[Start of Attachment]

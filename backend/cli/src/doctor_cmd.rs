//! CLI Doctor Command
//!
//! Checks that the configuration is valid, tesseract is runnable with the
//! configured language, and the upload directory is writable.

use std::path::Path;

use anyhow::{bail, Result};

use cardscan_config::{validate, AppConfig};
use cardscan_understanding::TesseractRecognizer;

/// Executes the full doctor diagnosis.
pub async fn run(config: &AppConfig) -> Result<()> {
    println!("\n🔍 Running CardScan Doctor...\n");

    let config_ok = check_config(config);
    let tesseract_ok = check_tesseract(&TesseractRecognizer::new(&config.ocr)).await;
    let uploads_ok = check_upload_dir(&config.server.upload_dir).await;

    println!();
    if config_ok && tesseract_ok && uploads_ok {
        println!("✅ All checks passed! CardScan is ready.");
        Ok(())
    } else {
        println!("❌ Some checks failed! Please fix the errors above.");
        bail!("doctor found problems")
    }
}

fn check_config(config: &AppConfig) -> bool {
    println!("Checking Configuration:");
    let report = validate(config);
    for warning in &report.warnings {
        println!("  🟡 {warning}");
    }
    for error in &report.errors {
        println!("  🔴 {error}");
    }
    if report.is_valid() {
        println!("  🟢 Configuration is valid");
    }
    report.is_valid()
}

async fn check_tesseract(recognizer: &TesseractRecognizer) -> bool {
    println!("Checking Tesseract:");
    let languages = match recognizer.languages().await {
        Ok(languages) => languages,
        Err(e) => {
            println!("  🔴 {e}");
            return false;
        }
    };
    println!("  🟢 tesseract is runnable");

    let wanted = recognizer.language();
    // A language setting may combine several packs, e.g. `ara+eng`.
    let missing: Vec<&str> = wanted
        .split('+')
        .filter(|lang| !languages.iter().any(|l| l == *lang))
        .collect();
    if missing.is_empty() {
        println!("  🟢 language data for {wanted} is installed");
        true
    } else {
        println!("  🔴 missing language data: {}", missing.join(", "));
        false
    }
}

async fn check_upload_dir(dir: &Path) -> bool {
    println!("Checking Upload Directory:");
    let probe = dir.join(".cardscan-doctor");
    let result = async {
        tokio::fs::create_dir_all(dir).await?;
        tokio::fs::write(&probe, b"ok").await?;
        tokio::fs::remove_file(&probe).await
    }
    .await;

    match result {
        Ok(()) => {
            println!("  🟢 {} is writable", dir.display());
            true
        }
        Err(e) => {
            println!("  🔴 {} is not writable: {e}", dir.display());
            false
        }
    }
}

[End of Attachment]

Your task >> If a line falls between the first line of the records and the line containing "let config_ok = check_config(config);", inclusive, repeat it exactly; leave out all others.

Exercise answer >>
filename backend/cli/src/doctor_cmd.rs
//! CLI Doctor Command
//!
//! Checks that the configuration is valid, tesseract is runnable with the
//! configured language, and the upload directory is writable.

use std::path::Path;

use anyhow::{bail, Result};

use cardscan_config::{validate, AppConfig};
use cardscan_understanding::TesseractRecognizer;

/// Executes the full doctor diagnosis.
pub async fn run(config: &AppConfig) -> Result<()> {
    println!("\n🔍 Running CardScan Doctor...\n");

    let config_ok = check_config(config);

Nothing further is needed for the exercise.